» **THE PROBLEM**
Output exactly the lines below, starting with the line that has "std::fs::create_dir_all(dir)?;" and going on through the line that has "fn log_start(job: &BackupJob)", both included, and no other lines.
===== RECORDS TO PROCESS =====
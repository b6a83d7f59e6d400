//! projectclone - main entry point
//!
//! Snapshot the current project into a backup destination with one of
//! four strategies.

use anyhow::Result;
use clap::Parser;
use projectclone::config::{expand_home, Config};
use projectclone::executor::hooks::Hooks;
use projectclone::executor::{preflight, BackupExecutor, BackupJob, BackupOptions, Strategy};
use projectclone::lifecycle::shutdown::CANCELLED_EXIT_CODE;
use projectclone::lifecycle::{CleanupRegistry, RunContext, ShutdownCoordinator};
use projectclone::transfer::progress::format_bytes;
use projectclone::utils::{self, naming, VaultError};
use std::io::{self, BufRead, Write};
use std::path::PathBuf;
use std::sync::Arc;
use std::time::Duration;

/// How long a cancelled pipeline gets to unwind before the final sweep
const UNWIND_TIMEOUT: Duration = Duration::from_secs(10);

#[derive(Parser, Debug)]
#[command(name = "projectclone", author, version, about, long_about = None)]
struct Args {
    /// Short note appended to the backup name
    short_note: String,

    /// Destination root (default: ~/project_backups)
    #[arg(long, value_name = "DIR")]
    dest: Option<PathBuf>,

    /// Directory to back up
    #[arg(long, value_name = "DIR", default_value = ".")]
    source: PathBuf,

    /// Project name (default: source directory name)
    #[arg(long)]
    project: Option<String>,

    /// Write a .tar.gz archive
    #[arg(long, conflicts_with_all = ["incremental", "vault"])]
    archive: bool,

    /// rsync copy hard-linked against the previous backup
    #[arg(long, conflicts_with_all = ["archive", "vault"])]
    incremental: bool,

    /// Content-addressed snapshot into the destination as a vault
    #[arg(long, conflicts_with_all = ["archive", "incremental"])]
    vault: bool,

    /// Write MANIFEST.txt
    #[arg(long)]
    manifest: bool,

    /// Write MANIFEST_SHA256.txt (or an archive .sha256 sidecar)
    #[arg(long)]
    manifest_sha: bool,

    /// Copy symlinks as links instead of following them
    #[arg(long)]
    preserve_symlinks: bool,

    /// Keep only the N newest backups of this project (0 keeps all)
    #[arg(long, value_name = "N")]
    keep: Option<usize>,

    /// Exclude pattern (repeatable)
    #[arg(long = "exclude", value_name = "PATTERN")]
    excludes: Vec<String>,

    /// Show what would happen without writing anything
    #[arg(long)]
    dry_run: bool,

    /// Do not ask for confirmation
    #[arg(short, long)]
    yes: bool,

    /// Disable progress reporting
    #[arg(long)]
    no_progress: bool,

    /// Path to configuration file
    #[arg(short, long, value_name = "FILE")]
    config: Option<PathBuf>,

    /// Log level (trace, debug, info, warn, error)
    #[arg(short, long)]
    log_level: Option<String>,
}

impl Args {
    fn strategy(&self) -> Strategy {
        if self.archive {
            Strategy::Archive
        } else if self.incremental {
            Strategy::Incremental
        } else if self.vault {
            Strategy::Vault
        } else {
            Strategy::Copy
        }
    }

    fn into_job(self, config: &Config) -> BackupJob {
        let strategy = self.strategy();
        let source = std::path::absolute(&self.source).unwrap_or_else(|_| self.source.clone());
        let dest_root = self
            .dest
            .as_deref()
            .map(expand_home)
            .unwrap_or_else(|| config.backup.dest.clone());

        let mut excludes = config.backup.excludes.clone();
        excludes.extend(self.excludes);

        BackupJob {
            source,
            dest_root,
            project: self.project,
            note: self.short_note,
            strategy,
            options: BackupOptions {
                manifest: self.manifest || config.backup.manifest,
                manifest_sha: self.manifest_sha || config.backup.manifest_sha,
                preserve_symlinks: self.preserve_symlinks || config.backup.preserve_symlinks,
                show_progress: !self.no_progress && config.backup.show_progress,
            },
            excludes,
            keep: self.keep.unwrap_or(config.backup.keep),
            dry_run: self.dry_run,
            hooks: Hooks {
                pre_snapshot: config.hooks.pre_snapshot.clone(),
                post_snapshot: config.hooks.post_snapshot.clone(),
            },
        }
    }
}

#[tokio::main]
async fn main() -> Result<()> {
    let args = Args::parse();

    // Load configuration
    let config = match &args.config {
        Some(path) => Config::from_file(path)?,
        None => Config::default(),
    };

    let log_level = args.log_level.clone().unwrap_or_else(|| config.log.level.clone());
    let assume_yes = args.yes;
    let job = args.into_job(&config);
    let project = job.project_name();

    let registry = Arc::new(CleanupRegistry::new());
    let coordinator = ShutdownCoordinator::new(Arc::clone(&registry));
    let executor = BackupExecutor::new(RunContext::new(Arc::clone(&registry), coordinator.token()));

    // Nothing may be written before the destination is known to be safe
    executor.check_safety(&job)?;

    if !confirmed(&job, assume_yes, io::stdin().lock(), io::stdout())? {
        eprintln!("Aborted.");
        std::process::exit(1);
    }

    let log_file = log_file_path(&config, &job, &project);
    if let Some(dir) = log_file.as_deref().and_then(|p| p.parent()) {
        std::fs::create_dir_all(dir)?;
    }
    utils::logger::init(&log_level, log_file.as_deref())?;

    log_start(&job);

    let mut handle = tokio::task::spawn_blocking(move || executor.execute(&job));

    let outcome = tokio::select! {
        joined = &mut handle => joined,
        _ = coordinator.wait_for_signal() => {
            // The pipeline observes the token at its next safe point
            if tokio::time::timeout(UNWIND_TIMEOUT, &mut handle).await.is_err() {
                tracing::warn!("Backup did not stop in time, exiting anyway");
            }
            registry.cleanup();
            std::process::exit(CANCELLED_EXIT_CODE);
        }
    };

    registry.cleanup();

    match outcome {
        Ok(Ok(result)) => {
            if !result.skipped.is_empty() {
                tracing::warn!(skipped = result.skipped.len(), "Some files could not be copied");
            }
            if result.dry_run {
                println!("Dry run: would create {}", result.final_path.display());
            } else {
                println!("Backup created: {}", result.final_path.display());
            }
            Ok(())
        }
        Ok(Err(VaultError::Cancelled)) => {
            tracing::warn!("Backup cancelled");
            std::process::exit(CANCELLED_EXIT_CODE);
        }
        Ok(Err(e)) => {
            tracing::error!("Backup failed: {}", e);
            std::process::exit(1);
        }
        Err(e) => {
            tracing::error!("Backup task panicked: {}", e);
            std::process::exit(1);
        }
    }
}

/// Per-run log file in the destination, dry runs included.
fn log_file_path(config: &Config, job: &BackupJob, project: &str) -> Option<PathBuf> {
    config
        .log
        .file
        .then(|| job.dest_root.join(format!("backup_{}_{}.log", naming::timestamp(), project)))
}

fn log_start(job: &BackupJob) {
    tracing::info!(
        "Starting backup for {} -> {} ({}, projectclone v{})",
        job.source.display(),
        job.dest_root.display(),
        job.strategy.label(),
        env!("CARGO_PKG_VERSION")
    );
}

/// A real run without `--yes` must be confirmed; dry runs never ask.
fn confirmed<R: BufRead, W: Write>(job: &BackupJob, assume_yes: bool, input: R, output: W) -> io::Result<bool> {
    if job.dry_run || assume_yes {
        return Ok(true);
    }
    confirm(job, input, output)
}

/// Show what is about to happen and ask `Proceed? [y/N]`.
fn confirm<R: BufRead, W: Write>(job: &BackupJob, mut input: R, mut output: W) -> io::Result<bool> {
    let estimate = preflight(&job.source, &job.dest_root, &job.excludes);

    writeln!(output, "Source:      {}", job.source.display())?;
    writeln!(output, "Destination: {}", job.dest_root.display())?;
    writeln!(output, "Strategy:    {}", job.strategy.label())?;
    writeln!(output, "Estimated:   {} files, {}", estimate.files, format_bytes(estimate.bytes))?;
    if let Some(free) = estimate.free_bytes {
        writeln!(output, "Free space:  {}", format_bytes(free))?;
    }
    if estimate.exceeds_free_space() {
        writeln!(output, "WARNING: estimated backup size exceeds free space")?;
    }

    write!(output, "Proceed? [y/N] ")?;
    output.flush()?;

    let mut answer = String::new();
    input.read_line(&mut answer)?;
    Ok(matches!(answer.trim().to_ascii_lowercase().as_str(), "y" | "yes"))
}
=====
» **RESULT**
        std::fs::create_dir_all(dir)?;
    }
    utils::logger::init(&log_level, log_file.as_deref())?;

    log_start(&job);

    let mut handle = tokio::task::spawn_blocking(move || executor.execute(&job));

    let outcome = tokio::select! {
        joined = &mut handle => joined,
        _ = coordinator.wait_for_signal() => {
            // The pipeline observes the token at its next safe point
            if tokio::time::timeout(UNWIND_TIMEOUT, &mut handle).await.is_err() {
                tracing::warn!("Backup did not stop in time, exiting anyway");
            }
            registry.cleanup();
            std::process::exit(CANCELLED_EXIT_CODE);
        }
    };

    registry.cleanup();

    match outcome {
        Ok(Ok(result)) => {
            if !result.skipped.is_empty() {
                tracing::warn!(skipped = result.skipped.len(), "Some files could not be copied");
            }
            if result.dry_run {
                println!("Dry run: would create {}", result.final_path.display());
            } else {
                println!("Backup created: {}", result.final_path.display());
            }
            Ok(())
        }
        Ok(Err(VaultError::Cancelled)) => {
            tracing::warn!("Backup cancelled");
            std::process::exit(CANCELLED_EXIT_CODE);
        }
        Ok(Err(e)) => {
            tracing::error!("Backup failed: {}", e);
            std::process::exit(1);
        }
        Err(e) => {
            tracing::error!("Backup task panicked: {}", e);
            std::process::exit(1);
        }
    }
}

/// Per-run log file in the destination, dry runs included.
fn log_file_path(config: &Config, job: &BackupJob, project: &str) -> Option<PathBuf> {
    config
        .log
        .file
        .then(|| job.dest_root.join(format!("backup_{}_{}.log", naming::timestamp(), project)))
}

fn log_start(job: &BackupJob) {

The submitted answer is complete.